Question on pension myths

Dinero asked as follows at Economic Myths: Pensions (various myths):

Are you saying it is a financial error for anyone paying interest on a mortgage to simmultaneously pay into a pension? That seems a bit of a radical statement, not heard that before.

Basic rule of investing is that if you can get a better return on your investment than you pay for borrowing (adjusted for risk etc) then you should leverage up. If your investment returns are lower than the cost of borrowing, you should pay off debt first.

The mortgage interest rate is a fairly known figure; but the overall rate of return you will get on a pension fund, decades in the future, subject to the ravages of fund manager charges, with ever changing tax and regulatory rules etc. is a big unknown. You don't really need to worry about the (future) value of your house when making this comparison as that will be the same whether you pay off your mortgage or not.

So let us phrase the question thusly: would it be a good idea to do mortgage equity withdrawal and pay that money into your pension fund? In financial terms, that is exactly the same as underpaying your mortgage and paying more into your pension fund instead.

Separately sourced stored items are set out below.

//! HTTP server assembly for the trivia API.
//!
//! Wraps [`trivia_api::api_router`] with the CORS policy the front end needs
//! and a request trace layer, and owns the runtime configuration.

use std::{
  path::{Path, PathBuf},
  sync::Arc,
};

use axum::{
  Router,
  http::{Method, header},
};
use serde::Deserialize;
use tower_http::{
  cors::{Any, CorsLayer},
  trace::TraceLayer,
};
use trivia_core::store::TriviaStore;

// ─── Configuration ────────────────────────────────────────────────────────────

/// Runtime server configuration, deserialised from `config.toml` and
/// `TRIVIA_*` environment variables.
#[derive(Debug, Deserialize, Clone, PartialEq, Eq)]
pub struct ServerConfig {
  pub host:       String,
  pub port:       u16,
  pub store_path: PathBuf,
}

impl ServerConfig {
  pub const DEFAULT_HOST: &'static str = "127.0.0.1";
  pub const DEFAULT_PORT: u16 = 5000;
  pub const DEFAULT_STORE_PATH: &'static str = "trivia.db";

  /// Layer defaults, the optional TOML file at `path` and the environment.
  pub fn load(path: &Path) -> Result<Self, config::ConfigError> {
    config::Config::builder()
      .set_default("host", Self::DEFAULT_HOST)?
      .set_default("port", i64::from(Self::DEFAULT_PORT))?
      .set_default("store_path", Self::DEFAULT_STORE_PATH)?
      .add_source(config::File::from(path).required(false))
      .add_source(config::Environment::with_prefix("TRIVIA"))
      .build()?
      .try_deserialize()
  }

  pub fn address(&self) -> String { format!("{}:{}", self.host, self.port) }
}

/// Expand a leading `~` to the user's home directory.
pub fn expand_tilde(path: &Path) -> PathBuf {
  let s = path.to_string_lossy();
  if let Some(rest) = s.strip_prefix("~/")
    && let Ok(home) = std::env::var("HOME")
  {
    return PathBuf::from(home).join(rest);
  }
  path.to_path_buf()
}

// ─── Router ───────────────────────────────────────────────────────────────────

/// Any origin; `Content-Type` and `Authorization` headers; the methods the
/// front end uses.
pub fn cors_layer() -> CorsLayer {
  CorsLayer::new()
    .allow_origin(Any)
    .allow_headers([header::CONTENT_TYPE, header::AUTHORIZATION])
    .allow_methods([
      Method::GET,
      Method::POST,
      Method::PATCH,
      Method::DELETE,
      Method::OPTIONS,
    ])
}

/// Build the complete application router for `store`.
pub fn app<S>(store: Arc<S>) -> Router
where
  S: TriviaStore + 'static,
{
  trivia_api::api_router(store)
    .layer(cors_layer())
    .layer(TraceLayer::new_for_http())
}

// ─── Integration tests ────────────────────────────────────────────────────────

#[cfg(test)]
mod tests {
  use super::*;

  use axum::{
    body::Body,
    http::{Request, StatusCode},
  };
  use tower::ServiceExt as _;
  use trivia_store_sqlite::SqliteStore;

  async fn make_app() -> Router {
    let store = SqliteStore::open_in_memory().await.unwrap();
    app(Arc::new(store))
  }

  #[tokio::test]
  async fn responses_allow_any_origin() {
    let req = Request::builder()
      .uri("/categories")
      .header(header::ORIGIN, "http://localhost:3000")
      .body(Body::empty())
      .unwrap();
    let resp = make_app().await.oneshot(req).await.unwrap();
    assert_eq!(resp.status(), StatusCode::OK);
    let origin = resp
      .headers()
      .get(header::ACCESS_CONTROL_ALLOW_ORIGIN)
      .unwrap();
    assert_eq!(origin, "*");
  }

  #[tokio::test]
  async fn preflight_lists_allowed_methods_and_headers() {
    let req = Request::builder()
      .method("OPTIONS")
      .uri("/questions/1")
      .header(header::ORIGIN, "http://localhost:3000")
      .header(header::ACCESS_CONTROL_REQUEST_METHOD, "DELETE")
      .header(header::ACCESS_CONTROL_REQUEST_HEADERS, "content-type")
      .body(Body::empty())
      .unwrap();
    let resp = make_app().await.oneshot(req).await.unwrap();
    assert_eq!(resp.status(), StatusCode::OK);

    let methods = resp
      .headers()
      .get(header::ACCESS_CONTROL_ALLOW_METHODS)
      .unwrap()
      .to_str()
      .unwrap()
      .to_owned();
    for m in ["GET", "POST", "PATCH", "DELETE", "OPTIONS"] {
      assert!(methods.contains(m), "allow-methods: {methods}");
    }
    let headers = resp
      .headers()
      .get(header::ACCESS_CONTROL_ALLOW_HEADERS)
      .unwrap()
      .to_str()
      .unwrap()
      .to_ascii_lowercase();
    assert!(headers.contains("content-type"), "allow-headers: {headers}");
    assert!(headers.contains("authorization"), "allow-headers: {headers}");
  }

  #[tokio::test]
  async fn error_responses_carry_cors_headers() {
    let req = Request::builder()
      .uri("/nowhere")
      .header(header::ORIGIN, "http://localhost:3000")
      .body(Body::empty())
      .unwrap();
    let resp = make_app().await.oneshot(req).await.unwrap();
    assert_eq!(resp.status(), StatusCode::NOT_FOUND);
    assert!(resp.headers().contains_key(header::ACCESS_CONTROL_ALLOW_ORIGIN));
  }

  #[test]
  fn config_defaults_apply_without_a_file() {
    let cfg = ServerConfig::load(Path::new("does-not-exist.toml")).unwrap();
    assert_eq!(cfg.port, ServerConfig::DEFAULT_PORT);
    assert_eq!(cfg.host, ServerConfig::DEFAULT_HOST);
    assert_eq!(cfg.address(), format!("{}:{}", cfg.host, cfg.port));
  }

  #[test]
  fn config_file_overrides_defaults() {
    let dir = std::env::temp_dir().join(format!("trivia-config-{}", std::process::id()));
    std::fs::create_dir_all(&dir).unwrap();
    let path = dir.join("config.toml");
    std::fs::write(&path, "port = 8081\nstore_path = \"/tmp/quiz.db\"\n").unwrap();

    let cfg = ServerConfig::load(&path).unwrap();
    assert_eq!(cfg.port, 8081);
    assert_eq!(cfg.store_path, PathBuf::from("/tmp/quiz.db"));
    assert_eq!(cfg.host, ServerConfig::DEFAULT_HOST);

    std::fs::remove_dir_all(&dir).ok();
  }

  #[test]
  fn tilde_expands_to_home() {
    let Ok(home) = std::env::var("HOME") else { return };
    assert_eq!(
      expand_tilde(Path::new("~/trivia.db")),
      PathBuf::from(home).join("trivia.db")
    );
    assert_eq!(expand_tilde(Path::new("/abs/trivia.db")), PathBuf::from("/abs/trivia.db"));
  }
}
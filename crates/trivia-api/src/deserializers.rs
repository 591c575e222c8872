//! Lenient request-body field types.

use serde::Deserialize;
use trivia_core::Error;

/// An integer field that browsers often send as a string (`"3"` from a
/// `<select>`). Accepts either form.
#[derive(Debug, Clone, PartialEq, Eq, Deserialize)]
#[serde(untagged)]
pub enum IntOrString {
  Int(i64),
  Str(String),
}

impl IntOrString {
  /// Resolve to an integer. A blank string counts as a missing field.
  pub fn to_int(&self, field: &'static str) -> Result<i64, Error> {
    match self {
      IntOrString::Int(n) => Ok(*n),
      IntOrString::Str(s) => {
        let s = s.trim();
        if s.is_empty() {
          return Err(Error::EmptyField(field));
        }
        s.parse().map_err(|_| Error::NotAnInteger(field))
      }
    }
  }
}
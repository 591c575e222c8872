//! The pagination window.

use std::ops::Range;

/// Number of questions returned per page.
pub const QUESTIONS_PER_PAGE: usize = 10;

/// A 1-indexed page number.
#[derive(Debug, Clone, Copy, PartialEq, Eq)]
pub struct Page(u32);

impl Page {
  /// The first page.
  pub const FIRST: Page = Page(1);

  /// Interpret an optional `?page=` value. An absent page or page `0` means
  /// "no window": the caller should return the whole sequence.
  pub fn from_query(page: Option<u32>) -> Option<Page> {
    page.filter(|&n| n > 0).map(Page)
  }

  pub fn number(self) -> u32 { self.0 }

  /// `(page-1)*10 .. (page-1)*10 + 10`.
  pub fn range(self) -> Range<usize> {
    let lower = (self.0 as usize - 1).saturating_mul(QUESTIONS_PER_PAGE);
    lower..lower.saturating_add(QUESTIONS_PER_PAGE)
  }

  pub fn offset(self) -> usize { self.range().start }

  pub fn limit(self) -> usize { QUESTIONS_PER_PAGE }
}

#[cfg(test)]
mod tests {
  use super::*;

  #[test]
  fn absent_or_zero_page_means_everything() {
    assert_eq!(Page::from_query(None), None);
    assert_eq!(Page::from_query(Some(0)), None);
    assert_eq!(Page::from_query(Some(3)).map(Page::number), Some(3));
  }

  #[test]
  fn range_is_ten_wide() {
    assert_eq!(Page::FIRST.range(), 0..10);
    assert_eq!(Page(2).range(), 10..20);
    assert_eq!(Page(5).offset(), 40);
    assert_eq!(Page(5).limit(), 10);
  }

  #[test]
  fn huge_page_does_not_overflow() {
    let range = Page(u32::MAX).range();
    assert_eq!(range.end - range.start, QUESTIONS_PER_PAGE);
  }
}
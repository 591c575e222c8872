//! Category — a topical grouping for questions.

use std::collections::BTreeMap;

use serde::{Deserialize, Serialize};

/// A category row. Categories are seeded with the schema and never change
/// through the HTTP surface.
#[derive(Debug, Clone, PartialEq, Eq, Serialize, Deserialize)]
pub struct Category {
  pub id:   i64,
  #[serde(rename = "type")]
  pub kind: String,
}

/// The `{"<id>": "<type>"}` mapping the front end expects.
pub fn category_map(categories: &[Category]) -> BTreeMap<i64, String> {
  categories
    .iter()
    .map(|c| (c.id, c.kind.clone()))
    .collect()
}
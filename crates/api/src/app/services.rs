use std::sync::Arc;

use showroom_products::{InMemoryProductStore, ProductHandler, ProductStore};

use crate::config::ApiConfig;

/// Store handle shared across requests.
pub type SharedStore = Arc<dyn ProductStore>;

/// Application services injected into every route.
pub struct AppServices {
    pub products: ProductHandler<SharedStore>,
}

impl AppServices {
    pub fn new(store: SharedStore) -> Self {
        Self {
            products: ProductHandler::new(store),
        }
    }
}

/// Build the in-memory store described by `config` and wrap it in services.
pub fn build_services(config: &ApiConfig) -> AppServices {
    let store = if config.seed {
        InMemoryProductStore::seeded()
    } else {
        InMemoryProductStore::new()
    }
    .with_policy(config.duplicate_ids);

    tracing::debug!(products = store.len(), policy = ?store.policy(), "product store ready");
    AppServices::new(Arc::new(store))
}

That was sort of the idea behind endowment mortgages and it didn't go particularly well (it didn't go that badly either in many cases, if truth be told).


ThomasBHall said...

MEWing the house to pay into a pension pot- what a great idea, I'll get on it now!
I actually pay a premium to keep the cash to hand- mortgage rate is higher than savings rate, but it is fixed- and I'd rather have the cash on hand in case I want to do something with it than have (over)paid it on the mortgage and no longer can access it... If it gets to the end of the fix and IRs look awful, I'll pay it off then.

Mark Wadsworth said...

TBH, there is then a risk trade off. Is it better to pay every last penny into the mortgage and have not a single penny left for a rainy day? Clearly not, but what counts as 'rainy day' money and what is excessive?

mombers said...

What are the bankruptcy laws around pensions? MEW a whole bunch, put into pension, default on mortgage a few years before retiring and get repossessed + declared bankrupt. If yr pension pot is out of bounds for creditors, could you be quids in?

On a more sensible note, I get an employer match on up to 4% of my salary into my pension. As such, bundled with tax relief, I think it's a compelling offer. Basic rate taxpayers however it's not worth their while, especially if it's not paid by their employer. You only get income tax relief for non-employer contributions, i.e. 20%, vs 32% for employers (12% NI relief too). And of course they get a further 13.8% off via employer's NI relief.

Mark Wadsworth said...

M, re bankruptcy and pensions, I've only known one case like that in real life and you are exactly correct - they can't get at a bankrupt's pension, but that was ten years ago and the rules might have changed.

Dinero said...

What about the rules on the equity withdrawal scenario .It seems odd that borrowed money would be treated the same as income for tax releif. Is there a tax clause to stop the equity withdawal money from attracting the usual tax refeif top up that is paid by the government when contributions are made to a pension fund.